Quello che resta basta per la normale attività della società di Grancia. «La quantità è sufficiente per i nostri clienti, sommando la scorta obbligatoria rimasta abbiamo una capienza di 20 milioni di litri» ci risponde il direttor Scarpazza. «Noi principalmente lavoriamo sugli acquisti del momento, compriamo giorno per giorno in base agli ordini ricevuti. La quantità richiesta viene ordinata, ricevuta e stoccata fino al giorno concordato per la consegna». Perché non fate scorta quando il prezzo scende? «Perché è molto rischioso, sostanzialmente è come giocare in borsa. Il prezzo del prodotto oscilla parecchio e non possiamo fare speculazioni, non è nemmeno il nostro lavoro. Faccio un esempio: se durante la pandemia avessimo avuto all’interno dei depositi 20 milioni di litri di nostra proprietà, lei oggi avrebbe telefonato a un numero inesistente... perché non avremmo potuto sopportare il colpo di un abbassamento dei prezzi, da 1 franco e 20, a 30 centesimi al litro. Non so se i colleghi di altre società ragionano diversamente, si possono fare delle coperture in borsa e cose del genere, ma noi alla Pina petroli facciamo in questo modo. Il corso dell’olio da riscaldamento è imprevedibile, da quando è iniziata la guerra in Ucraina il prezzo cambia dalla mattina al pomeriggio, anche un franco e 20 per cento litri, che sembra poco ma sulla quantità sono parecchi soldi...».
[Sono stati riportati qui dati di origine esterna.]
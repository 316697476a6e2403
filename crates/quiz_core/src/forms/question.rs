//! Question forms and the per-difficulty formset behind each wizard page.
//!
//! # Responsibility
//! - Render one radio choice per active answer of a question.
//! - Score the chosen answers of a page and report the best possible score.
//!
//! # Invariants
//! - A formset holds one form per live question of its quiz and difficulty,
//!   ordered by question id.
//! - Scores are only available once every form of the set is valid.

use crate::forms::{FormData, INVALID_CHOICE_MESSAGE, REQUIRED_MESSAGE};
use crate::model::answer::{Answer, AnswerId};
use crate::model::question::{Difficulty, Question, QuestionId};
use crate::model::quiz::Quiz;
use crate::repo::answer_repo::{AnswerRepository, AnswerSet};
use crate::repo::error::RepoResult;
use crate::repo::quiz_repo::QuizRepository;
use crate::repo::Store;
use serde::Serialize;

pub const ANSWER_FIELD: &str = "answers";
pub const ANSWER_LABEL: &str = "Please select an answer:";

/// Single multiple choice question rendered as radio buttons.
#[derive(Debug, Clone, PartialEq, Eq, Serialize)]
pub struct QuestionForm {
    /// Form prefix such as `easy-0`.
    pub prefix: String,
    pub question: Question,
    /// `(answer id, answer text)` pairs offered to the taker.
    pub choices: Vec<(AnswerId, String)>,
    pub errors: Vec<String>,
    /// Raw submitted value, kept for re-rendering.
    pub value: Option<String>,
    #[serde(skip)]
    answers: Vec<Answer>,
    #[serde(skip)]
    bound: bool,
    #[serde(skip)]
    selected: Option<usize>,
}

impl QuestionForm {
    /// Builds an unbound form offering the active members of `answers`.
    pub fn new(prefix: impl Into<String>, question: Question, answers: Vec<Answer>) -> Self {
        let answers: Vec<Answer> = answers.into_iter().filter(|a| a.is_active).collect();
        let choices = answers.iter().map(|a| (a.id, a.answer.clone())).collect();
        Self {
            prefix: prefix.into(),
            question,
            choices,
            errors: Vec::new(),
            value: None,
            answers,
            bound: false,
            selected: None,
        }
    }

    pub fn label(&self) -> &'static str {
        ANSWER_LABEL
    }

    /// Submitted field name, e.g. `easy-0-answers`.
    pub fn field_name(&self) -> String {
        format!("{}-{ANSWER_FIELD}", self.prefix)
    }

    /// Binds submitted data and validates the choice.
    pub fn bind(&mut self, data: &FormData) {
        self.bound = true;
        self.errors.clear();
        self.selected = None;
        self.value = data.get(&self.field_name()).cloned();

        let raw = self.value.as_deref().map(str::trim).unwrap_or_default();
        if raw.is_empty() {
            self.errors.push(REQUIRED_MESSAGE.to_string());
            return;
        }
        let selected = raw
            .parse::<AnswerId>()
            .ok()
            .and_then(|id| self.answers.iter().position(|answer| answer.id == id));
        match selected {
            Some(index) => self.selected = Some(index),
            None => self.errors.push(INVALID_CHOICE_MESSAGE.to_string()),
        }
    }

    pub fn is_valid(&self) -> bool {
        self.bound && self.selected.is_some()
    }

    pub fn selected_answer(&self) -> Option<&Answer> {
        self.selected.and_then(|index| self.answers.get(index))
    }

    /// Score of the chosen answer; `None` while the form is invalid.
    pub fn score(&self) -> Option<u32> {
        self.selected_answer()
            .map(|answer| u32::try_from(answer.score.value()).unwrap_or(0))
    }

    pub fn is_correct(&self) -> bool {
        self.score().is_some_and(|score| score >= 1)
    }
}

/// One wizard page: a form per live question of a quiz at one difficulty.
#[derive(Debug, Clone, PartialEq, Eq, Serialize)]
pub struct QuestionFormSet {
    pub quiz: Quiz,
    pub difficulty: Option<Difficulty>,
    pub prefix: String,
    pub forms: Vec<QuestionForm>,
    maximum_score: u32,
    #[serde(skip)]
    question_ids: Vec<QuestionId>,
    #[serde(skip)]
    result: Option<u32>,
}

impl QuestionFormSet {
    /// Loads the live questions (and their answers) for one page.
    ///
    /// Without a difficulty the set spans every live question of the quiz.
    pub fn load(store: &Store<'_>, quiz: &Quiz, difficulty: Option<Difficulty>) -> RepoResult<Self> {
        let prefix = difficulty.map_or("form", Difficulty::prefix).to_string();
        let questions = store.quizzes().live_questions(quiz.id, difficulty)?;
        let question_ids: Vec<QuestionId> = questions.iter().map(|q| q.id).collect();

        let answers_repo = store.answers();
        let mut forms = Vec::with_capacity(questions.len());
        for (index, question) in questions.into_iter().enumerate() {
            let answers = answers_repo.answers_for_question(question.id, true)?;
            forms.push(QuestionForm::new(
                format!("{prefix}-{index}"),
                question,
                answers,
            ));
        }

        let maximum_score =
            answers_repo.maximum_score(&AnswerSet::ForQuestions(question_ids.clone()))?;

        Ok(Self {
            quiz: quiz.clone(),
            difficulty,
            prefix,
            forms,
            maximum_score,
            question_ids,
            result: None,
        })
    }

    pub fn total_form_count(&self) -> usize {
        self.forms.len()
    }

    pub fn question_ids(&self) -> &[QuestionId] {
        &self.question_ids
    }

    pub fn bind(&mut self, data: &FormData) {
        self.result = None;
        for form in &mut self.forms {
            form.bind(data);
        }
    }

    /// Valid when every form is valid; a page without questions is valid.
    pub fn is_valid(&self) -> bool {
        self.forms.iter().all(QuestionForm::is_valid)
    }

    /// Ids of the chosen answers, when the set is valid.
    pub fn answer_ids(&self) -> Option<Vec<AnswerId>> {
        if !self.is_valid() {
            return None;
        }
        Some(
            self.forms
                .iter()
                .filter_map(|form| form.selected_answer().map(|a| a.id))
                .collect(),
        )
    }

    /// Chosen answers, when the set is valid.
    pub fn get_answers(&self) -> Option<Vec<Answer>> {
        if !self.is_valid() {
            return None;
        }
        Some(
            self.forms
                .iter()
                .filter_map(|form| form.selected_answer().cloned())
                .collect(),
        )
    }

    /// Totals the chosen answers in storage and remembers the result.
    ///
    /// Returns `None` while the set is invalid.
    pub fn calculate_score<R: AnswerRepository>(&mut self, answers: &R) -> RepoResult<Option<u32>> {
        let Some(ids) = self.answer_ids() else {
            return Ok(None);
        };
        let score = answers.score(&AnswerSet::Ids(ids))?;
        self.result = Some(score);
        Ok(Some(score))
    }

    /// Best achievable score over every answer of this page's questions.
    pub fn maximum_score(&self) -> u32 {
        self.maximum_score
    }

    /// Score as a percentage of the maximum.
    ///
    /// Rounds to nearest when `round` is set, truncates otherwise. Returns
    /// `None` when the set is invalid or nothing can be scored.
    pub fn calculate_score_percentage<R: AnswerRepository>(
        &mut self,
        answers: &R,
        round: bool,
    ) -> RepoResult<Option<u32>> {
        let result = match self.result {
            Some(result) => result,
            None => match self.calculate_score(answers)? {
                Some(result) => result,
                None => return Ok(None),
            },
        };
        if self.maximum_score == 0 {
            return Ok(None);
        }

        let ratio = f64::from(result) / f64::from(self.maximum_score) * 100.0;
        let value = if round { ratio.round() } else { ratio.trunc() };
        Ok(Some(value as u32))
    }
}

#[cfg(test)]
mod tests {
    use super::QuestionForm;
    use crate::forms::{FormData, INVALID_CHOICE_MESSAGE, REQUIRED_MESSAGE};
    use crate::model::answer::{Answer, AnswerScore};
    use crate::model::audit::Audit;
    use crate::model::question::{Difficulty, Question};

    fn answer(id: i64, text: &str, score: AnswerScore, is_active: bool) -> Answer {
        Answer {
            id,
            question_id: 1,
            answer: text.to_string(),
            score,
            is_active,
            audit: Audit::default(),
        }
    }

    fn form() -> QuestionForm {
        let question = Question {
            id: 1,
            question: "Which keyword moves ownership into a closure?".to_string(),
            difficulty: Difficulty::Easy,
            is_active: true,
            audit: Audit::default(),
        };
        QuestionForm::new(
            "easy-0",
            question,
            vec![
                answer(10, "move", AnswerScore::Correct, true),
                answer(11, "ref", AnswerScore::Incorrect, true),
                answer(12, "own", AnswerScore::Incorrect, false),
            ],
        )
    }

    fn data(value: &str) -> FormData {
        FormData::from([("easy-0-answers".to_string(), value.to_string())])
    }

    #[test]
    fn choices_exclude_inactive_answers() {
        let form = form();
        assert_eq!(
            form.choices,
            vec![(10, "move".to_string()), (11, "ref".to_string())]
        );
        assert_eq!(form.field_name(), "easy-0-answers");
        assert!(!form.is_valid());
    }

    #[test]
    fn correct_choice_scores_one() {
        let mut form = form();
        form.bind(&data("10"));
        assert!(form.is_valid());
        assert_eq!(form.score(), Some(1));
        assert!(form.is_correct());

        form.bind(&data("11"));
        assert_eq!(form.score(), Some(0));
        assert!(!form.is_correct());
    }

    #[test]
    fn missing_and_unknown_choices_are_rejected() {
        let mut form = form();
        form.bind(&FormData::new());
        assert_eq!(form.errors, vec![REQUIRED_MESSAGE.to_string()]);
        assert_eq!(form.score(), None);

        form.bind(&data("12"));
        assert_eq!(form.errors, vec![INVALID_CHOICE_MESSAGE.to_string()]);

        form.bind(&data("not-a-number"));
        assert!(!form.is_valid());
    }
}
Certo che il ‘just in time’ comporta un costante viavai di autobotti. «È vero, negli ultimi anni è diventata un’attività molto frenetica. La merce viene ritirata giorno per giorno, e calcoli che un’autobotte con rimorchio contiene 30mila litri, passano da una al giorno fino a 13 o 14, dipende da quanta merce devo importare. D’altra parte in Ticino c’è ancora necessità di olio da riscaldamento, ci sono zone non servite dal gas, ma ci sono anche famiglie che non possono permettersi di cambiare vettore energetico. Sono costi notevoli, per mettere la termopompa in una palazzina non di recente costruzione vuol dire spendere dai 160-170mila franchi in su. Senza contare che questi impianti lavorano a basse temperature, quindi lo stabile deve essere ben coibentato: doppi vetri, cappotto, tetto fatto in un determinato modo. Sono tutti investimenti che devono essere fatti per sfruttare bene la termopompa e naturalmente non tutti possono permetterselo. È vero che il solo impianto di termopompa si ammortizza, nel giro di diversi anni, ma se si considerano tutti gli investimenti a volte economicamente non ha senso cambiare vettore. Noi ai nostri clienti offriamo un servizio di consulenza, con un ingegnere che valuta le diverse soluzioni possibili: termopompa, pellet o quant’altro. Su grosse strutture possiamo anche fornire noi il servizio di gestione del calore prodotto. L’importante è comunque scegliere la migliore soluzione per ogni stabile».